● **Records excerpted from a collection**:
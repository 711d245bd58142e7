//! Backend-neutral query vocabulary
//!
//! Filters are flat conjunctions of equality predicates, updates are lists of
//! field assignments. Both are generic over the record's field descriptor and
//! get erased to plain field names before they reach an adapter.

use mongodb::bson::Bson;
use serde_json::{Number, Value};

use super::record::{Document, RecordField};

/// Scalar value that can appear in a predicate or an assignment.
#[derive(Debug, Clone, PartialEq)]
pub enum FieldValue {
    Null,
    Bool(bool),
    Int(i64),
    Float(f64),
    Str(String),
}

impl FieldValue {
    pub fn to_json(&self) -> Value {
        match self {
            FieldValue::Null => Value::Null,
            FieldValue::Bool(b) => Value::Bool(*b),
            FieldValue::Int(i) => Value::Number(Number::from(*i)),
            // NaN / Infinity 没有 JSON 表示，按 null 处理
            FieldValue::Float(f) => Number::from_f64(*f).map(Value::Number).unwrap_or(Value::Null),
            FieldValue::Str(s) => Value::String(s.clone()),
        }
    }

    pub fn to_bson(&self) -> Bson {
        match self {
            FieldValue::Null => Bson::Null,
            FieldValue::Bool(b) => Bson::Boolean(*b),
            FieldValue::Int(i) => Bson::Int64(*i),
            FieldValue::Float(f) => Bson::Double(*f),
            FieldValue::Str(s) => Bson::String(s.clone()),
        }
    }

    /// Equality against a decoded JSON value.
    ///
    /// Numbers compare by value regardless of integer/float representation,
    /// so `Int(1)` equals a stored `1.0`. Anything else compares strictly.
    pub fn matches_json(&self, stored: &Value) -> bool {
        match (self, stored) {
            (FieldValue::Null, Value::Null) => true,
            (FieldValue::Bool(a), Value::Bool(b)) => a == b,
            (FieldValue::Str(a), Value::String(b)) => a == b,
            (FieldValue::Int(a), Value::Number(n)) => match n.as_i64() {
                Some(b) => *a == b,
                None => n.as_f64().is_some_and(|b| (*a as f64) == b),
            },
            (FieldValue::Float(a), Value::Number(n)) => n.as_f64().is_some_and(|b| *a == b),
            _ => false,
        }
    }
}

impl From<&str> for FieldValue {
    fn from(value: &str) -> Self {
        FieldValue::Str(value.to_string())
    }
}

impl From<String> for FieldValue {
    fn from(value: String) -> Self {
        FieldValue::Str(value)
    }
}

impl From<&String> for FieldValue {
    fn from(value: &String) -> Self {
        FieldValue::Str(value.clone())
    }
}

impl From<bool> for FieldValue {
    fn from(value: bool) -> Self {
        FieldValue::Bool(value)
    }
}

impl From<i32> for FieldValue {
    fn from(value: i32) -> Self {
        FieldValue::Int(value as i64)
    }
}

impl From<i64> for FieldValue {
    fn from(value: i64) -> Self {
        FieldValue::Int(value)
    }
}

impl From<u32> for FieldValue {
    fn from(value: u32) -> Self {
        FieldValue::Int(value as i64)
    }
}

impl From<f64> for FieldValue {
    fn from(value: f64) -> Self {
        FieldValue::Float(value)
    }
}

impl<T: Into<FieldValue>> From<Option<T>> for FieldValue {
    fn from(value: Option<T>) -> Self {
        value.map(Into::into).unwrap_or(FieldValue::Null)
    }
}

#[derive(Debug, Clone, PartialEq)]
pub enum Predicate<F> {
    Equals(F, FieldValue),
}

impl<F: RecordField> Predicate<F> {
    pub fn field(&self) -> F {
        match self {
            Predicate::Equals(field, _) => *field,
        }
    }

    pub fn value(&self) -> &FieldValue {
        match self {
            Predicate::Equals(_, value) => value,
        }
    }
}

/// Conjunction of predicates. An empty filter matches everything.
#[derive(Debug, Clone, PartialEq)]
pub struct Filter<F = &'static str> {
    predicates: Vec<Predicate<F>>,
}

impl<F> Default for Filter<F> {
    fn default() -> Self {
        Self {
            predicates: Vec::new(),
        }
    }
}

impl<F: RecordField> Filter<F> {
    pub fn new() -> Self {
        Self::default()
    }

    /// Add `field == value`.
    pub fn eq(mut self, field: F, value: impl Into<FieldValue>) -> Self {
        self.predicates.push(Predicate::Equals(field, value.into()));
        self
    }

    pub fn is_empty(&self) -> bool {
        self.predicates.is_empty()
    }

    pub fn predicates(&self) -> &[Predicate<F>] {
        &self.predicates
    }

    /// Drop the field type, keeping the stored names.
    pub fn erase(&self) -> Filter {
        Filter {
            predicates: self
                .predicates
                .iter()
                .map(|p| Predicate::Equals(p.field().name(), p.value().clone()))
                .collect(),
        }
    }
}

#[derive(Debug, Clone, PartialEq)]
pub enum Assignment<F> {
    Set(F, FieldValue),
}

impl<F: RecordField> Assignment<F> {
    pub fn field(&self) -> F {
        match self {
            Assignment::Set(field, _) => *field,
        }
    }

    pub fn value(&self) -> &FieldValue {
        match self {
            Assignment::Set(_, value) => value,
        }
    }
}

/// Partial update: every assignment overwrites one existing field.
#[derive(Debug, Clone, PartialEq)]
pub struct Update<F = &'static str> {
    assignments: Vec<Assignment<F>>,
}

impl<F> Default for Update<F> {
    fn default() -> Self {
        Self {
            assignments: Vec::new(),
        }
    }
}

impl<F: RecordField> Update<F> {
    pub fn new() -> Self {
        Self::default()
    }

    pub fn set(mut self, field: F, value: impl Into<FieldValue>) -> Self {
        self.assignments.push(Assignment::Set(field, value.into()));
        self
    }

    pub fn is_empty(&self) -> bool {
        self.assignments.is_empty()
    }

    pub fn assignments(&self) -> &[Assignment<F>] {
        &self.assignments
    }

    pub fn erase(&self) -> Update {
        Update {
            assignments: self
                .assignments
                .iter()
                .map(|a| Assignment::Set(a.field().name(), a.value().clone()))
                .collect(),
        }
    }
}

#[derive(Debug, Clone, Copy, PartialEq, Eq)]
pub enum IndexOrder {
    Asc,
    Desc,
}

impl IndexOrder {
    pub fn as_i32(self) -> i32 {
        match self {
            IndexOrder::Asc => 1,
            IndexOrder::Desc => -1,
        }
    }
}

#[derive(Debug, Clone, PartialEq)]
pub struct IndexSpec<F = &'static str> {
    pub keys: Vec<(F, IndexOrder)>,
    pub name: Option<String>,
    pub unique: bool,
}

impl<F: RecordField> IndexSpec<F> {
    pub fn new() -> Self {
        Self {
            keys: Vec::new(),
            name: None,
            unique: false,
        }
    }

    pub fn key(mut self, field: F, order: IndexOrder) -> Self {
        self.keys.push((field, order));
        self
    }

    pub fn name(mut self, name: impl Into<String>) -> Self {
        self.name = Some(name.into());
        self
    }

    pub fn unique(mut self, unique: bool) -> Self {
        self.unique = unique;
        self
    }

    pub fn erase(&self) -> IndexSpec {
        IndexSpec {
            keys: self.keys.iter().map(|(f, o)| (f.name(), *o)).collect(),
            name: self.name.clone(),
            unique: self.unique,
        }
    }
}

impl<F: RecordField> Default for IndexSpec<F> {
    fn default() -> Self {
        Self::new()
    }
}

/// Pagination and scan options.
///
/// `key` / `prefix_scan` only concern the embedded backend, `min` / `max`
/// only the networked one. `limit == 0` means no limit.
#[derive(Debug, Clone, Default, PartialEq)]
pub struct FindOptions {
    pub skip: u64,
    pub limit: u64,
    pub key: String,
    pub prefix_scan: bool,
    pub min: Option<Document>,
    pub max: Option<Document>,
}

impl FindOptions {
    pub fn new() -> Self {
        Self::default()
    }

    /// Direct lookup of a single key.
    pub fn by_key(key: impl Into<String>) -> Self {
        Self {
            key: key.into(),
            ..Self::default()
        }
    }

    /// Ordered scan of every key starting with `prefix`.
    pub fn by_prefix(prefix: impl Into<String>) -> Self {
        Self {
            key: prefix.into(),
            prefix_scan: true,
            ..Self::default()
        }
    }

    pub fn skip(mut self, skip: u64) -> Self {
        self.skip = skip;
        self
    }

    pub fn limit(mut self, limit: u64) -> Self {
        self.limit = limit;
        self
    }

    pub fn min(mut self, min: Document) -> Self {
        self.min = Some(min);
        self
    }

    pub fn max(mut self, max: Document) -> Self {
        self.max = Some(max);
        self
    }

    /// `limit` as an upper bound usable with iterator adaptors.
    pub fn effective_limit(&self) -> usize {
        if self.limit == 0 {
            usize::MAX
        } else {
            usize::try_from(self.limit).unwrap_or(usize::MAX)
        }
    }
}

● **Aim of the task**:
Only the lines from the first line of the records through the one containing "pub fn to_json(&self)" should be reproduced, exactly, with both of them included.

● **Answer to the problem**:
repository 711d245bd58142e7
//! Backend-neutral query vocabulary
//!
//! Filters are flat conjunctions of equality predicates, updates are lists of
//! field assignments. Both are generic over the record's field descriptor and
//! get erased to plain field names before they reach an adapter.

use mongodb::bson::Bson;
use serde_json::{Number, Value};

use super::record::{Document, RecordField};

/// Scalar value that can appear in a predicate or an assignment.
#[derive(Debug, Clone, PartialEq)]
pub enum FieldValue {
    Null,
    Bool(bool),
    Int(i64),
    Float(f64),
    Str(String),
}

impl FieldValue {
    pub fn to_json(&self) -> Value {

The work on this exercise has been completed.